Sophie Fontanel

C’est au large de Hyères, dans la partie naturiste de l’île du Levant entourée de barbelés, qu’avec son corps Sophie Fontanel a fait la paix. En quittant son armure de vêtements, elle a comme réparé sa chair blessée il y a plus de quarante années. Dans Capitale de la douceur, son dernier roman paru aux éditions Seghers, Sophie Fontanel choisit la poésie pour nous raconter la violence qu’elle a subi. Dans une ode à la douceur, elle utilise sa voix pour nous montrer la voie.

© Olivier Pastor

© Olivier Pastor

« Je voulais que ce livre soit comme un chant ». Voilà pourquoi Sophie a choisi d’énoncer en vers. D’énoncer et non de dénoncer. Justement parce que son récit porte d’immenses traces de violences. Alors c’est dans la poésie qu’elle a puisé la force de se dévoiler. Et dans la douceur qu’elle s’est réfugiée. Elle devait avoir 15 ou 16 ans, Sophie a mis des années à recoller les morceaux de son passé. Pendant près de 40 ans, elle n’a jamais osé prononcer le mot « viol ». Elle l’avait évoqué pour la première fois dans un épisode de La Poudre, le podcast de Lauren Bastide, en 2017 « Ce n’était pas si facile de le dire à l’époque et la chose dont je ne parle pas dans cette interview, ce qui a rendu cet acte si barbare, c’est qu’il a été accompagné d’une blessure si importante que mon corps n’a jamais pu retourner à la sexualité. » Si elle l’évoque dans son roman, Sophie Fontanel refuse que l’on qualifie son récit comme celui d’une agression. « C’est la résolution d’une agression » précise-t-elle.
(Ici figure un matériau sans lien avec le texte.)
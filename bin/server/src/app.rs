//! Router assembly.
//!
//! Layer order, outermost first: request tracing, CORS, the identity gate.
//! CORS sits outside the gate so preflight requests are answered without a
//! session. Static content is the fallback service, so anything that is not
//! a gateway route is served from disk once the gate admits it.

use axum::{Router, middleware::from_fn_with_state, routing::get};
use tower_http::{
    cors::{AllowHeaders, AllowMethods, AllowOrigin, CorsLayer},
    services::ServeDir,
    trace::TraceLayer,
};

use crate::auth::{self, AppState, CorsOrigins};

/// Builds the gateway router.
pub fn router(state: AppState) -> Router {
    let paths = state.config.paths.clone();

    let mut app = Router::new()
        .route(&paths.login, get(auth::login))
        .route(&paths.callback, get(auth::callback))
        .route(&paths.logout, get(auth::logout))
        .route(&paths.invalid_domain, get(auth::invalid_domain))
        .fallback_service(ServeDir::new(&state.config.static_path))
        .layer(from_fn_with_state(state.clone(), auth::require_identity))
        .with_state(state.clone());

    if let Some(cors) = cors_layer(state.cors()) {
        app = app.layer(cors);
    }

    app.layer(TraceLayer::new_for_http())
}

/// Credentials are only allowed for listed origins; browsers refuse them
/// alongside a wildcard.
fn cors_layer(origins: &CorsOrigins) -> Option<CorsLayer> {
    let layer = CorsLayer::new()
        .allow_methods(AllowMethods::mirror_request())
        .allow_headers(AllowHeaders::mirror_request());

    match origins {
        CorsOrigins::Disabled => None,
        CorsOrigins::Any => Some(layer.allow_origin(AllowOrigin::any())),
        CorsOrigins::Listed(origins) => Some(
            layer
                .allow_origin(AllowOrigin::list(origins.iter().cloned()))
                .allow_credentials(true),
        ),
    }
}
« C’est l’histoire d’une réparation » qui se déroule sur l’île du Levant.

Ce petit paradis des îles d’Or dans le Var a été façonné à mains nues dans les années 1920 par un groupe d’utopistes « persuadé que l’on pouvait vivre avec de l’eau de pluie ». Sur les 5% de l’île aujourd’hui réservés aux naturistes, la société du Levant est régie par une extraordinaire tolérance. C’est ce qu’a découvert Sophie Fontanel lorsqu’elle a osé déposer au sol ses vêtements. Elle écrit : « Par sa simple présence, le peuple de la crique mettait fin à une solitude immense, on attend si longtemps d’avoir confiance et l’on se sent exclu, on attend désespérément mais un jour on découvre qu’être nu c’est pouvoir l’être en paix, en remontant vers le sentier je pleurais. » Le fait de retrouver cet état de nudité qui lui avait porté un si grand préjudice, sans qu’aucun drame ne survienne, a bouleversé Sophie. Et en laissant apparaître sa peau dénudée, c’est comme si elle l’avait finalement aidée à cicatriser.
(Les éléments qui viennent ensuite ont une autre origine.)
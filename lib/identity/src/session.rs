//! Client-held session contents.
//!
//! The session is a small key-value map that lives in an encrypted,
//! authenticated cookie. This crate only cares about one field,
//! [`IDENTITY_KEY`], which holds the verified [`IdentityClaims`]. A request
//! is authenticated if and only if that field decodes.

use std::collections::BTreeMap;

use serde::{Deserialize, Serialize};
use serde_json::Value;

use crate::claims::IdentityClaims;

/// Session field holding the verified identity claim-set.
pub const IDENTITY_KEY: &str = "identity";

/// Decoded session map.
#[derive(Debug, Clone, Default, PartialEq, Serialize, Deserialize)]
#[serde(transparent)]
pub struct SessionData(BTreeMap<String, Value>);

impl SessionData {
    /// Creates an empty session.
    #[must_use]
    pub fn new() -> Self {
        Self::default()
    }

    /// Decodes a session from its serialized form.
    ///
    /// Anything that is not a JSON object decodes as an empty session.
    #[must_use]
    pub fn decode(raw: &str) -> Self {
        serde_json::from_str(raw).unwrap_or_default()
    }

    /// Serializes the session for storage.
    #[must_use]
    pub fn encode(&self) -> String {
        // A map of JSON values always serializes.
        serde_json::to_string(&self.0).unwrap_or_else(|_| "{}".to_string())
    }

    /// Returns true if the session holds no fields.
    #[must_use]
    pub fn is_empty(&self) -> bool {
        self.0.is_empty()
    }

    /// Returns the verified identity, if present and well-formed.
    #[must_use]
    pub fn identity(&self) -> Option<IdentityClaims> {
        self.0
            .get(IDENTITY_KEY)
            .and_then(|value| serde_json::from_value(value.clone()).ok())
    }

    /// Returns true if the session carries a well-formed identity.
    #[must_use]
    pub fn is_authenticated(&self) -> bool {
        self.identity().is_some()
    }

    /// Stores the verified identity, replacing any previous one.
    pub fn set_identity(&mut self, claims: &IdentityClaims) {
        if let Ok(value) = serde_json::to_value(claims) {
            self.0.insert(IDENTITY_KEY.to_string(), value);
        }
    }

    /// Removes the identity. Returns whether one was present.
    pub fn clear_identity(&mut self) -> bool {
        self.0.remove(IDENTITY_KEY).is_some()
    }
}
Sur son rocher, Sophie s’est sentie en sécurité. Pourtant, ce petit havre de paix est cerné par une base militaire qui occupe les 95% restants de l’île. Ce qui fait la beauté du récit de Sophie, c’est la douceur avec laquelle elle le construit. Comme un acte de résistance, elle aurait pu dire à son agresseur « Même pas mal à ma douceur ». Comme un rempart contre la douleur. Sophie Fontanel a refusé de balancer son porc, mais a accepté de dire « #MeToo ». Pourtant, sans cette violence déverrouillée, elle n’aurait jamais écrit ce roman. « Je me suis interrogée, pourquoi je réagissais comme cela, sans m’énerver ? ». Peut-être pour préserver quelque chose de l’enfance. Parce que Sophie a été éduquée dans la non-violence. Par un père incapable d’haïr les Allemands même en temps de guerre. Avec une grand-mère arménienne dont le père avait été pendu par les Turcs et qui refusait de les détester : « J’ai grandi dans une famille où l’on ne faisait jamais de généralisation ». Et puis, elle ajoute, « dans cette vie, il faut des gens doux, ne serait-ce que pour donner l’exemple ».

« Ce que je fais, je ne le fais pas que pour moi. »
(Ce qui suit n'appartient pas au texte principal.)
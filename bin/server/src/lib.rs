//! oauth-shield authentication gateway.
//!
//! Puts an OpenID Connect login in front of a directory of static files.
//! Requests without a verified identity in their session cookie are sent to
//! a login page; everyone else gets the files.

pub mod app;
pub mod auth;
pub mod config;
pub mod error;
pub mod templates;

#[cfg(test)]
mod testing;
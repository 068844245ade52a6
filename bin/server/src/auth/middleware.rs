//! Authentication gate applied to every request.

use axum::{
    extract::{Request, State},
    middleware::Next,
    response::Response,
};
use axum_extra::extract::PrivateCookieJar;

use super::{AppState, found};

/// Lets a request through only if it targets a gateway path or carries a
/// session with a verified identity. Everything else is redirected to the
/// login page.
///
/// Admitted requests are forwarded untouched; the cookie jar is read from
/// the headers without consuming them.
pub async fn require_identity(
    State(state): State<AppState>,
    request: Request,
    next: Next,
) -> Response {
    if state.config.paths.is_bypassed(request.uri().path()) {
        return next.run(request).await;
    }

    let jar = PrivateCookieJar::from_headers(request.headers(), state.cookie_key());
    if state.cookies.session(&jar).is_authenticated() {
        return next.run(request).await;
    }

    tracing::debug!(path = %request.uri().path(), "No identity in session, redirecting to login");
    found(&state.config.paths.login)
}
Si Sophie Fontanel a fait le choix de poser nue dans le Elle, c’est parce qu’il « n’est plus possible que les femmes aient honte de leur corps quand il vieillit. Il n’est plus possible que les femmes aient peur de montrer leur peau par crainte de se faire agresser, même si c’est une réalité. » Sophie s’est mise à nu au sens propre comme au figuré. Sur l’une des photos, elle dévoile même l’endroit où elle a été blessée. La veille de la parution elle s’est interrogée, « Mais qu’est-ce que j’ai fabriqué ?! ». Depuis la sortie du magazine et des 8 pages qui lui sont consacrées, Sophie a une extinction de voix, « après la séance photo, je suis tombée malade. Tout en étant très heureux, mon corps n’en revient pas de ce que je lui fais vivre ».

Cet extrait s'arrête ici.